We usually assume that we do things for a reason, whether we are obeying the dictates of the unconscious, rational self-interest or our genetic predisposition. Yet such determinism cannot predict the diverse range of human behaviour. We are left to suspect that our actions may be no more patterned than coin-tossing.

In Bursts, physicist Albert-László Barabási explains how this notion of randomness has been undermined by recent research, including his own. We conduct our affairs in bursts, he says: for example, sending out several e-mails in a short space of time and then none for hours, or pottering around our neighbourhood and then travelling 1,000 miles. Barabási explains that we organize tasks in bursts because we prioritize them, attending to each on a timescale that is appropriate to its urgency.

Even our everyday wrist movements, when monitored with accelerometers, show bursts of motion that are interspersed with periods of repose. As a team at the University of Tokyo has found, the distribution of these bursts differs for people who are clinically depressed, suggesting that such statistics might offer a diagnostic tool.

Artist Hasan Elahi now charts his random travel patterns after US authorities questioned them. Credit: INTERSTATE (DETAIL) BY H. ELAHI/MICHAEL KLEIN ARTS, NEW YORK

The book is replete with human stories that animate what might otherwise seem a dry account of statistical patterns. Barabási describes Albert Einstein unwittingly stalling the career of fellow physicist Theodor Kaluza by taking two years to reply to a letter, and the US-based artist Hasan Elahi being questioned by the FBI because of his 'suspicious' travel patterns. After his interview, Elahi set up a public website to record his movements as an art project. It revealed that Elahi's globetrotting was genuinely anomalous. An algorithm developed by Barabási was able to forecast the movements of anonymous individuals by combining information about their locations, as revealed by mobile-phone use, with their personal pattern of 'bursty' movements between locations. It was more than 80% accurate for everyone except Elahi, whose movements were unique in that they were truly random.

Barabási's success in predicting human mobility patterns from mobile-phone data leads to his plausible, if ominous, suggestion that individuals could be constantly tracked using such techniques coupled with widespread surveillance technologies. Yet his assertion that the prediction of most things we do at the individual level “is growing increasingly feasible” is not persuasive. Our predictability, to the extent that our choices and movements form a pattern, relies more on extrapolation of past behaviour — as exploited by web-based 'recommender systems' that draw on our purchase or browsing history — than on burst characteristics. Similar to avalanches and earthquakes, bursts have statistical orderliness but remain unpredictable as individual events.

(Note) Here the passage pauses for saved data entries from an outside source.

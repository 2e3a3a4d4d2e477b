mod amount;

pub mod helpers;
pub mod op;

pub use amount::{Amount, AmountParseError, Currency, CurrencyError, MINOR_UNITS_PER_MAJOR};
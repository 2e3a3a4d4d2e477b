//! Per-key async mutual exclusion.
//!
//! Used by the SQLite backend to serialize critical sections on a single transaction group inside one process.
//! Entries are removed from the registry by the last guard to leave, so the map only ever holds keys that are
//! currently contended.
use std::{
    collections::HashMap,
    sync::{Arc, Mutex},
};

use log::*;
use tokio::sync::{Mutex as AsyncMutex, OwnedMutexGuard};

type Registry = Arc<Mutex<HashMap<String, Arc<AsyncMutex<()>>>>>;

#[derive(Clone, Default)]
pub struct KeyedLocks {
    registry: Registry,
}

impl KeyedLocks {
    pub fn new() -> Self {
        Self::default()
    }

    /// Waits until no other guard for `key` is alive, then returns a guard for it.
    pub async fn acquire(&self, key: &str) -> KeyedLockGuard {
        let lock = {
            let mut map = self.registry.lock().unwrap_or_else(|poisoned| poisoned.into_inner());
            map.entry(key.to_string()).or_default().clone()
        };
        let guard = lock.lock_owned().await;
        trace!("🔒️ Acquired lock on {key}");
        KeyedLockGuard { key: key.to_string(), registry: Arc::clone(&self.registry), guard: Some(guard) }
    }

    /// The number of keys that are locked or waited on.
    pub fn active_keys(&self) -> usize {
        self.registry.lock().map(|m| m.len()).unwrap_or_default()
    }
}

pub struct KeyedLockGuard {
    key: String,
    registry: Registry,
    guard: Option<OwnedMutexGuard<()>>,
}

impl KeyedLockGuard {
    pub fn key(&self) -> &str {
        &self.key
    }
}

impl Drop for KeyedLockGuard {
    fn drop(&mut self) {
        let mut map = self.registry.lock().unwrap_or_else(|poisoned| poisoned.into_inner());
        // One reference lives in the map and one in our guard. Anything more is a waiter.
        if map.get(&self.key).is_some_and(|lock| Arc::strong_count(lock) <= 2) {
            map.remove(&self.key);
        }
        drop(self.guard.take());
        trace!("🔒️ Released lock on {}", self.key);
    }
}
use std::time::Duration;

use cucumber::{given, then, when};
use payment_ledger::{
    authorization::{ActorType, SCOPE_TRANSACTIONS_READ, SCOPE_TRANSACTIONS_WRITE},
    db_types::{Amount, MerchantId, TransactionId, TransactionStatus, VoidTarget},
    test_utils::MockResponse,
    transaction_objects::{AuthorizeRequest, CaptureRequest, RefundRequest, SaleRequest, VoidRequest},
    AuthClaims,
    AuthContext,
    LedgerStore,
};

use crate::cucumber::LedgerWorld;

fn merchant_ctx(merchant_id: &str) -> AuthContext {
    let claims = AuthClaims::new(ActorType::Merchant, format!("{merchant_id}-staff"))
        .with_merchant_ids(&[merchant_id])
        .with_scopes(&[SCOPE_TRANSACTIONS_READ, SCOPE_TRANSACTIONS_WRITE]);
    AuthContext::new(claims).expect("Invalid merchant claims")
}

fn usd(value: i64) -> Amount {
    Amount::from_major_units(value)
}

#[given(expr = "the gateway declines the next call with code {word}")]
async fn gateway_declines(world: &mut LedgerWorld, code: String) {
    world.system().gateway.push(MockResponse::Decline(code));
}

#[given("the gateway is unavailable for the next call")]
async fn gateway_unavailable(world: &mut LedgerWorld) {
    world.system().gateway.push(MockResponse::Unavailable);
}

#[given(expr = "the gateway takes {int}ms to answer the next call")]
async fn gateway_delays(world: &mut LedgerWorld, ms: u64) {
    world.system().gateway.push(MockResponse::Delay(Duration::from_millis(ms)));
}

#[when(expr = "merchant {word} authorizes [{word}] for {int} USD")]
async fn authorize(world: &mut LedgerWorld, merchant: String, id: String, amount: i64) {
    let request = AuthorizeRequest::new(id.as_str(), usd(amount));
    let result = world.system().flow.authorize(&merchant_ctx(&merchant), request).await;
    world.record(Some(&id), result);
}

#[when(expr = "merchant {word} authorizes [{word}] for {int} USD on behalf of merchant {word}")]
async fn authorize_for(world: &mut LedgerWorld, merchant: String, id: String, amount: i64, requested: String) {
    let request = AuthorizeRequest::new(id.as_str(), usd(amount)).with_merchant_id(requested);
    let result = world.system().flow.authorize(&merchant_ctx(&merchant), request).await;
    world.record(Some(&id), result);
}

#[when(expr = "merchant {word} sells [{word}] for {int} USD")]
async fn sale(world: &mut LedgerWorld, merchant: String, id: String, amount: i64) {
    let request = SaleRequest::new(id.as_str(), usd(amount));
    let result = world.system().flow.sale(&merchant_ctx(&merchant), request).await;
    world.record(Some(&id), result);
}

#[when(expr = "merchant {word} captures {int} USD against [{word}] as [{word}]")]
async fn capture(world: &mut LedgerWorld, merchant: String, amount: i64, root: String, id: String) {
    let request = CaptureRequest::new(id.as_str(), world.group_of(&root), usd(amount));
    let result = world.system().flow.capture(&merchant_ctx(&merchant), request).await;
    world.record(None, result);
}

#[when(expr = "merchant {word} refunds {int} USD against [{word}] as [{word}]")]
async fn refund(world: &mut LedgerWorld, merchant: String, amount: i64, root: String, id: String) {
    let request = RefundRequest::new(id.as_str(), world.group_of(&root), usd(amount));
    let result = world.system().flow.refund(&merchant_ctx(&merchant), request).await;
    world.record(None, result);
}

#[when(expr = "merchant {word} voids the authorization of [{word}] as [{word}]")]
async fn void_authorization(world: &mut LedgerWorld, merchant: String, root: String, id: String) {
    let request = VoidRequest::new(id.as_str(), world.group_of(&root), VoidTarget::Authorization);
    let result = world.system().flow.void(&merchant_ctx(&merchant), request).await;
    world.record(None, result);
}

#[when(expr = "merchant {word} voids capture [{word}] of [{word}] as [{word}]")]
async fn void_capture(world: &mut LedgerWorld, merchant: String, capture: String, root: String, id: String) {
    let target = VoidTarget::Capture(TransactionId::from(capture));
    let request = VoidRequest::new(id.as_str(), world.group_of(&root), target);
    let result = world.system().flow.void(&merchant_ctx(&merchant), request).await;
    world.record(None, result);
}

#[then("the operation is approved")]
async fn operation_approved(world: &mut LedgerWorld) {
    match world.last_result() {
        Ok(response) => assert_eq!(response.status, TransactionStatus::Approved, "{response:?}"),
        Err(e) => panic!("Operation failed: {e:?}"),
    }
}

#[then(expr = "the operation is declined")]
async fn operation_declined(world: &mut LedgerWorld) {
    match world.last_result() {
        Ok(response) => assert_eq!(response.status, TransactionStatus::Declined, "{response:?}"),
        Err(e) => panic!("Operation failed: {e:?}"),
    }
}

#[then(expr = "the operation fails with {word}")]
async fn operation_fails(world: &mut LedgerWorld, code: String) {
    match world.last_result() {
        Ok(response) => panic!("Expected {code}, but the operation succeeded: {response:?}"),
        Err(e) => assert_eq!(e.error_code(), code, "{e:?}"),
    }
}

#[then(expr = "group [{word}] has captured {int} USD and refunded {int} USD")]
async fn group_amounts(world: &mut LedgerWorld, root: String, captured: i64, refunded: i64) {
    let transactions = world.system().flow.db().list_transactions(&world.group_of(&root)).await.unwrap();
    let state = payment_ledger::GroupState::compute(&transactions);
    assert_eq!(state.captured_amount, usd(captured), "Captured amount is incorrect");
    assert_eq!(state.refunded_amount, usd(refunded), "Refunded amount is incorrect");
}

#[then(expr = "group [{word}] is {word}")]
async fn group_status(world: &mut LedgerWorld, root: String, status: String) {
    let transactions = world.system().flow.db().list_transactions(&world.group_of(&root)).await.unwrap();
    let state = payment_ledger::GroupState::compute(&transactions);
    assert_eq!(state.status().to_string(), status);
}

#[then(expr = "group [{word}] holds {int} transactions")]
async fn group_size(world: &mut LedgerWorld, root: String, count: usize) {
    let transactions = world.system().flow.db().list_transactions(&world.group_of(&root)).await.unwrap();
    assert_eq!(transactions.len(), count);
}

#[then(expr = "transaction [{word}] belongs to merchant {word}")]
async fn transaction_merchant(world: &mut LedgerWorld, id: String, merchant: String) {
    let tx = world.system().flow.db().fetch_transaction(&TransactionId::from(id)).await.unwrap();
    let tx = tx.expect("Transaction does not exist");
    assert_eq!(tx.merchant_id, MerchantId::from(merchant));
}

#[then(expr = "transaction [{word}] does not exist")]
async fn transaction_missing(world: &mut LedgerWorld, id: String) {
    let tx = world.system().flow.db().fetch_transaction(&TransactionId::from(id)).await.unwrap();
    assert!(tx.is_none(), "Transaction exists: {tx:?}");
}

#[then(expr = "the gateway has been called {int} times")]
async fn gateway_calls(world: &mut LedgerWorld, count: usize) {
    assert_eq!(world.system().gateway.call_count(), count);
}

The underlying origin of 'burstiness' is unknown. These intense periods of activity are not a by-product of advanced cognition because they apply beyond human behaviour — to the different foraging patterns of animals, the transcriptional activity of genes, and evolutionary speciation, for example. But Barabási cannot say whether their ubiquity stems from the same cause or whether bursts are merely a statistical signature, like power laws or fractals, that many different mechanisms can generate.

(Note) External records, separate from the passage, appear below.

use cucumber::given;

use crate::cucumber::{ledger_world::LedgerSystem, LedgerWorld};

#[given("a fresh install")]
async fn fresh_database(world: &mut LedgerWorld) {
    let system = LedgerSystem::new().await;
    world.system = Some(system);
}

Barabási punctuates his exposition with the tale of the 1514 peasant revolt in Hungary, led by his compatriot György Székely. This story supposedly illustrates the difficulty of predicting human affairs, but one could make that point using most episodes in history, and the link to bursts is tenuous. I was happy to indulge him in this digression; others might not, but I encourage them to try, because Bursts reveals Barabási to be both an inventive, interdisciplinary scientist and a talented communicator.